** Available data follows **

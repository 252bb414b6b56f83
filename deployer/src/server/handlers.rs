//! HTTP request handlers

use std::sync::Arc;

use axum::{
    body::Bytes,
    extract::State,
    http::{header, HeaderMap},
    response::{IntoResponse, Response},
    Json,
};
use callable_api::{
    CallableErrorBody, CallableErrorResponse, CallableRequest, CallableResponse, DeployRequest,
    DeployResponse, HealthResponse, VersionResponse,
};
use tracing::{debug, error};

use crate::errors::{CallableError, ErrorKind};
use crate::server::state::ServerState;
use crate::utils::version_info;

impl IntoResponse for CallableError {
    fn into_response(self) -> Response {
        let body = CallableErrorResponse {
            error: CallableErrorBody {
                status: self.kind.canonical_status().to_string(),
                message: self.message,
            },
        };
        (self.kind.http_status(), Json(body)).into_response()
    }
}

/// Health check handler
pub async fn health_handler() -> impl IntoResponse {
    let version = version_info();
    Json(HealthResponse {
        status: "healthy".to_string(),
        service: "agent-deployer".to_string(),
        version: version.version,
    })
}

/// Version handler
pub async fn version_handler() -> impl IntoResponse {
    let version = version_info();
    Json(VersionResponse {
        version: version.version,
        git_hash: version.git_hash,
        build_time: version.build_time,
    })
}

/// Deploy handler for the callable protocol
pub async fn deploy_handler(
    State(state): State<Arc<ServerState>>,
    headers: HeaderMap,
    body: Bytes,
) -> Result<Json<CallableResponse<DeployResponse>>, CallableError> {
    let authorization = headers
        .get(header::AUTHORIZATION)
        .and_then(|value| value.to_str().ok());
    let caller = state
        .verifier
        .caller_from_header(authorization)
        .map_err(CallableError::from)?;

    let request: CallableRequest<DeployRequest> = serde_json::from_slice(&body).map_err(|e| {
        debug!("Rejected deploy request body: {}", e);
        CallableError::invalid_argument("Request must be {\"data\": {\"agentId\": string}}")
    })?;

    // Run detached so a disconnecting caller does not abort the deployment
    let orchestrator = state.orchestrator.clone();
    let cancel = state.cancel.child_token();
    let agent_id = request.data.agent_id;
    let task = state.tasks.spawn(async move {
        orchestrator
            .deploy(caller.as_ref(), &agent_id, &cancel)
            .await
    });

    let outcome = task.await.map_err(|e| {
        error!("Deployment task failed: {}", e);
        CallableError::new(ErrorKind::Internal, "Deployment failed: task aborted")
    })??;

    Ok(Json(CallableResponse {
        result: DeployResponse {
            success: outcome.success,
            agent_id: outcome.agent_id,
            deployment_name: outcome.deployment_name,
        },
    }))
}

** End of Available data **

What is needed:
Give nothing except how many lines of the records include "VersionResponse".

Output below:
2